Singa Ompong Bernama PBB

  • Bagikan

Oleh Dr Yati Sharfina Desiandri, S.H., M.H.

Tindakan ofensif zionis Israel ini tampak “mencemooh” Resolusi Majelis Umum PBB
Direktur Komisi Tinggi HAM PBB pun memilih mundur dari jabatannya sebagai bentuk protes atas apa yang terjadi di Gaza

Dalam beberapa minggu ini diwarnai berita-berita yang sangat menyedihkan. Penyerangan yang dilakukan zionis Israel terhadap warga Gaza membuat geram Masyarakat internasional, meskipun ada pula yang mendukung serangan tersebut.

Zionis Israel beralasan penyerangan tersebut adalah bentuk tindakan balasan (reprisal) karena Hamas dianggap “menyentil” mereka. Dalam hukum humaniter, reprisal bukanlah hal yang dilarang, tetapi reprisal tersebut dilarang menargetkan penduduk sipil dan non kombatan lainnya. Pada Ketentuan Umum Protokol Tambahan I terdapat pengaturan yang melarang serangan membabi buta dan reprisal terhadap: penduduk sipil dan orang-orang sipil; objek-objek yang sangat penting bagi kelangsungan hidup penduduk sipil; benda-benda budaya dan tempat-tempat relijius; bangunan dan instalasi berbahaya; serta lingkungan alam. Larangan penggunaan senjata atau proyektil yang menyebabkan luka yang berlebihan atau penderitaan yang tidak perlu “unnecessary suffering” juga sudah tercantum pada Konvensi Den Haag pasal 23 huruf e.

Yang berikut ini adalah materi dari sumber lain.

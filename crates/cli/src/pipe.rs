//! Pipe mode: one JSON request per input line.
//!
//! Every non-blank line is parsed as an `IdentifyRequest` and resolved
//! against the same session store, so later lines see earlier ones. Each
//! line produces exactly one output line, a response or an error object.
//! Lines starting with `#` are comments.

use std::io::{self, BufRead, Write};

use linkage_core::{IdentifyRequest, LinkageError};
use linkage_engine::IdentityService;
use tracing::debug;

use crate::format::{format_error, format_response, OutputMode};

/// Process every line of `input`, writing results to `out`.
///
/// Returns the process exit code: 0 if every line succeeded, 1 otherwise.
pub fn run_pipe<R, W>(service: &IdentityService, input: R, out: &mut W, mode: OutputMode) -> i32
where
    R: BufRead,
    W: Write,
{
    let mut exit_code = 0;

    for (number, line) in input.lines().enumerate() {
        let line = match line {
            Ok(l) => l,
            Err(e) => {
                eprintln!("(error) failed to read input: {}", e);
                return 1;
            }
        };
        let trimmed = line.trim();
        if trimmed.is_empty() || trimmed.starts_with('#') {
            continue;
        }

        let rendered = match handle_line(service, trimmed) {
            Ok(rendered) => format_response(&rendered, mode),
            Err(e) => {
                debug!(target: "linkage::cli", line = number + 1, error = %e, "Request failed");
                exit_code = 1;
                format_error(&e, mode)
            }
        };
        if let Err(e) = writeln!(out, "{}", rendered) {
            return broken_output(e);
        }
    }

    if let Err(e) = out.flush() {
        return broken_output(e);
    }
    exit_code
}

fn handle_line(
    service: &IdentityService,
    line: &str,
) -> Result<linkage_core::IdentifyResponse, LinkageError> {
    let request: IdentifyRequest = serde_json::from_str(line)
        .map_err(|e| LinkageError::invalid_request(format!("malformed JSON request: {}", e)))?;
    service.identify(&request)
}

fn broken_output(e: io::Error) -> i32 {
    eprintln!("(error) failed to write output: {}", e);
    1
}
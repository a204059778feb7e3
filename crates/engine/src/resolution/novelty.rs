//! Novelty gate
//!
//! A request is recorded as a new contact only when no member of its closure
//! holds exactly the requested `(email, phone)` pair. Absence counts as a
//! value: `(a@x.com, None)` is not represented by `(a@x.com, 100)`.

use linkage_core::{Contact, ContactId, ContactRepository, LinkageError, LinkageResult, NewContact};
use tracing::debug;

use super::Closure;

/// The closure member that represents the request
#[derive(Debug, Clone, PartialEq, Eq)]
pub struct Representation {
    /// Existing or newly inserted contact holding the requested pair
    pub contact: Contact,
    /// Whether `contact` was inserted by this call
    pub created: bool,
}

/// Make sure the requested pair is held by some member of `closure`
///
/// With an elected `main_primary` a missing pair is inserted as its
/// secondary. With an empty closure the new contact becomes the primary of a
/// brand-new identity. Either way the new contact joins `closure`.
///
/// # Errors
///
/// Returns `Internal` if `closure` is non-empty but no primary was given.
pub fn ensure_represented<R>(
    repo: &mut R,
    closure: &mut Closure,
    email: Option<&str>,
    phone: Option<&str>,
    main_primary: Option<ContactId>,
) -> LinkageResult<Representation>
where
    R: ContactRepository + ?Sized,
{
    if let Some(existing) = closure.iter().find(|c| c.holds_pair(email, phone)) {
        return Ok(Representation {
            contact: existing.clone(),
            created: false,
        });
    }

    let (email, phone) = (email.map(String::from), phone.map(String::from));
    let new_contact = match main_primary {
        Some(primary) => NewContact::secondary(email, phone, primary),
        None if closure.is_empty() => NewContact::primary(email, phone),
        None => {
            return Err(LinkageError::internal(format!(
                "closure of {} contact(s) has no elected primary",
                closure.len()
            )))
        }
    };

    let contact = repo.insert(new_contact)?;
    debug!(
        target: "linkage::resolve",
        id = %contact.id,
        precedence = %contact.precedence,
        "Recorded new contact"
    );
    closure.put(contact.clone());
    Ok(Representation {
        contact,
        created: true,
    })
}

Serangan terhadap rumah sakit, rumah dibadah, rumah penduduk, sekolah, serta fasilitas umum lainnya yang menyebabkan korban luka dan tewas menunjukkan bahwa zionis Israel tidak menghormati “aturan main” dalam berperang yang tercantum dalam hukum humaniter. Zionis Israel beralasan bahwa penyerangan tersebut dilakukan karena pejuang Hamas bersembunyi dan berlindung di wilayah Gaza. Alasan tersebut seakan dipaksakan, karena tidak ada bukti nyata bahwa pejuang Hamas berada di wilayah tersebut, malah penduduk sipil dan petugas medis yang ada wilayah tersebut. Penyerangan tersebut disinyalir hanya menjadi alasan agar zionis Israel menyerang wilayah yang sebenarnya tidak dibenarkan dalam hukum humniater yang akhirnya mengakibatkan korban luka dan tewas yang berasal dari penduduk sipil dan non kombatan lainnya.

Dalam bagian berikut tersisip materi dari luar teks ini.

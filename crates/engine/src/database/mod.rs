//! Database: store ownership and the transaction API
//!
//! The Database owns one [`ContactStore`] and the [`TransactionCoordinator`]
//! that serializes commits against it. Callers run work through
//! [`Database::transaction`] or [`Database::transaction_with_retry`]; both
//! commit on `Ok` and discard buffered writes on `Err`.
//!
//! After [`Database::shutdown`] every new transaction fails with
//! `StoreUnavailable`. Transactions already in flight may still commit.

mod config;
mod transactions;

pub use config::{LinkageConfig, CONFIG_FILE_NAME};
pub use transactions::RetryConfig;

use std::sync::atomic::{AtomicBool, Ordering};
use std::sync::Arc;

use linkage_concurrency::TransactionContext;
use linkage_core::{Contact, ContactId, ContactStore, LinkageError, LinkageResult};
use linkage_storage::MemoryStore;
use tracing::{info, warn};

use crate::coordinator::{TransactionCoordinator, TransactionMetrics};

/// Handle to one contact store plus its commit coordinator
pub struct Database {
    store: Arc<dyn ContactStore>,
    coordinator: TransactionCoordinator,
    config: LinkageConfig,
    accepting_transactions: AtomicBool,
}

impl std::fmt::Debug for Database {
    fn fmt(&self, f: &mut std::fmt::Formatter<'_>) -> std::fmt::Result {
        f.debug_struct("Database")
            .field("version", &self.coordinator.current_version())
            .field("open", &self.is_open())
            .field("config", &self.config)
            .finish()
    }
}

impl Database {
    /// Open an in-memory database with the given configuration
    ///
    /// # Errors
    ///
    /// Returns `Config` if the configuration fails validation.
    pub fn open(config: LinkageConfig) -> LinkageResult<Self> {
        config.validate()?;
        Ok(Self::with_store(Arc::new(MemoryStore::new()), config))
    }

    /// Open an in-memory database with default configuration
    pub fn ephemeral() -> Self {
        Self::with_store(Arc::new(MemoryStore::new()), LinkageConfig::default())
    }

    /// Wrap an existing store
    ///
    /// The commit version counter starts from the store's current version, so
    /// a pre-seeded store keeps monotonically increasing versions.
    pub fn with_store(store: Arc<dyn ContactStore>, config: LinkageConfig) -> Self {
        let coordinator = TransactionCoordinator::new(store.current_version());
        Self {
            store,
            coordinator,
            config,
            accepting_transactions: AtomicBool::new(true),
        }
    }

    /// Active configuration
    pub fn config(&self) -> &LinkageConfig {
        &self.config
    }

    /// Underlying store
    pub fn store(&self) -> &Arc<dyn ContactStore> {
        &self.store
    }

    // ========================================================================
    // Transaction API
    // ========================================================================

    fn check_accepting(&self) -> LinkageResult<()> {
        if !self.accepting_transactions.load(Ordering::SeqCst) {
            return Err(LinkageError::store_unavailable("database is shut down"));
        }
        Ok(())
    }

    /// Commit on `Ok`, abort on `Err`.
    fn run_single_attempt<T>(
        &self,
        txn: &mut TransactionContext,
        result: LinkageResult<T>,
    ) -> LinkageResult<(T, u64)> {
        match result {
            Ok(value) => {
                let commit_version = self.commit_transaction(txn)?;
                Ok((value, commit_version))
            }
            Err(e) => {
                self.coordinator
                    .abort(txn, format!("transaction body failed: {}", e));
                Err(e)
            }
        }
    }

    /// Begin a new transaction (for manual control)
    ///
    /// Returns a TransactionContext that must be passed to
    /// [`Database::commit_transaction`] or dropped. Prefer
    /// [`Database::transaction`].
    ///
    /// # Errors
    ///
    /// Returns `StoreUnavailable` after shutdown.
    pub fn begin_transaction(&self) -> LinkageResult<TransactionContext> {
        self.check_accepting()?;
        Ok(self.coordinator.start_transaction(&self.store))
    }

    /// Validate and apply a transaction's buffered writes
    ///
    /// # Returns
    /// * `Ok(commit_version)` - Transaction committed
    /// * `Err(ConcurrentConflict)` - Validation failed, nothing applied
    pub fn commit_transaction(&self, txn: &mut TransactionContext) -> LinkageResult<u64> {
        self.coordinator.commit(txn, self.store.as_ref())
    }

    /// Execute a transaction with the given closure
    ///
    /// # Example
    /// ```text
    /// let found = db.transaction(|txn| txn.find_by_email_or_phone(Some("a@x.com"), None))?;
    /// ```
    pub fn transaction<F, T>(&self, f: F) -> LinkageResult<T>
    where
        F: FnOnce(&mut TransactionContext) -> LinkageResult<T>,
    {
        let mut txn = self.begin_transaction()?;
        let result = f(&mut txn);
        self.run_single_attempt(&mut txn, result)
            .map(|(value, _)| value)
    }

    /// Execute a transaction with automatic retry on conflict
    ///
    /// Each attempt starts a fresh transaction and calls `f` again, so `f`
    /// must not carry state between calls. The closure is re-run until:
    /// - The transaction commits
    /// - A non-conflict error occurs (not retried)
    /// - `config.max_retries` retries are used up
    pub fn transaction_with_retry<F, T>(&self, config: &RetryConfig, mut f: F) -> LinkageResult<T>
    where
        F: FnMut(&mut TransactionContext) -> LinkageResult<T>,
    {
        let mut attempt = 0;
        loop {
            let mut txn = self.begin_transaction()?;
            let result = f(&mut txn);

            match self.run_single_attempt(&mut txn, result) {
                Ok((value, _)) => return Ok(value),
                Err(e) if e.is_retryable() && attempt < config.max_retries => {
                    let delay = config.calculate_delay(attempt);
                    warn!(
                        target: "linkage::txn",
                        attempt = attempt + 1,
                        max_retries = config.max_retries,
                        delay_ms = delay.as_millis() as u64,
                        error = %e,
                        "Retrying after conflict"
                    );
                    self.coordinator.record_retry();
                    std::thread::sleep(delay);
                    attempt += 1;
                }
                Err(e) => return Err(e),
            }
        }
    }

    // ========================================================================
    // Inspection
    // ========================================================================

    /// Committed state of one contact
    pub fn contact(&self, id: ContactId) -> LinkageResult<Option<Contact>> {
        self.check_accepting()?;
        Ok(self.store.get(id)?.map(|row| row.contact))
    }

    /// Every committed contact, ascending by id
    pub fn contacts(&self) -> LinkageResult<Vec<Contact>> {
        self.check_accepting()?;
        self.store.contacts()
    }

    /// Transaction statistics
    pub fn metrics(&self) -> TransactionMetrics {
        self.coordinator.metrics()
    }

    /// Current global commit version
    pub fn current_version(&self) -> u64 {
        self.coordinator.current_version()
    }

    // ========================================================================
    // Lifecycle
    // ========================================================================

    /// Check if the database accepts new transactions
    pub fn is_open(&self) -> bool {
        self.accepting_transactions.load(Ordering::SeqCst)
    }

    /// Stop accepting new transactions
    ///
    /// Idempotent.
    pub fn shutdown(&self) {
        if self.accepting_transactions.swap(false, Ordering::SeqCst) {
            let metrics = self.metrics();
            info!(
                target: "linkage::txn",
                committed = metrics.total_committed,
                aborted = metrics.total_aborted,
                retried = metrics.total_retried,
                "Database shut down"
            );
        }
    }
}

Sebagai organisasi terbesar di dunia, PBB dianggap mempunyai peran dalam menghentikan perang yang terjadi di Gaza. PBB mempunyai 193 anggota negara yang menggantikan Liga Bangsa-bangsa (LBB) atau League of Nations yang didirikan pada 1919. Namun LBB dibubarkan pada 1946 karena gagal mencegah Perang Dunia II. Menjelang berakhirnya PD II, negara-negara Blok Sekutu sepakat membentuk organisasi global yang menangani urusan antarnegara. Nama “United Nations” tadinya dipakai untuk melawan negara yang bertentangan dengan Blok Sekutu. Musuh sekutu yakni Jerman, Italia dan Jepang.

Pendirian PBB terkait dalam hal perwujudan perdamaian dunia serta penegakan HAM, hal ini tercantum dalam Pasal 1 Piagam PBB menjabarkan tujuan organisasi dalam empat bagian:

Untuk menjaga perdamaian dan keamanan internasional (termasuk mencegah dan menghilangkan ancaman, menekan tindakan agresi, dan menyelesaikan perselisihan)
Mengembangkan hubungan persahabatan antar bangsa berdasarkan penghormatan terhadap persamaan hak dan penentuan nasib sendiri.

Untuk mencapai kerja sama internasional dalam memecahkan masalah ekonomi, sosial, budaya, dan kemanusiaan (termasuk meningkatkan penghormatan terhadap hak asasi manusia dan kebebasan) menjadi pusat harmonisasi tindakan negara-negara dalam upaya mencapai tujuan tersebut.

Sedangkan Peran PBB dalam bidang keamanan dan kemanusiaan adalah:
Memelihara perdamaian dan keamanan internasional. Memupuk hak asasi manusia (HAM) Menanggulangi ledakan penduduk yang dapat menyebabkan kemiskinan, kebodohan, dan keterbelakangan.

Jika melihat isi tujuan dan peran PBB, maka tampaklah bahwa PBB sudah gagal dalam melaksanakan tugasnya. Banyaknya peristiwa perang selama PBB berdiri menandakan pekerjaan yang dilakukan PBB hanya “omong kosong” belaka. Apa yang menimpa warga Gaza sudah menunjukkan bahwa PBB mampu bertindak sesuai tujuan yang tercantum dalam Pasal 1 Piagam PBB. Padahal, sudah jelas bahwa perbuatan yang dilakukan zionis Israel merupakan pelanggaran HAM berat dan sudah melanggar ketentuan yang tercantum dalam hukum humaniter.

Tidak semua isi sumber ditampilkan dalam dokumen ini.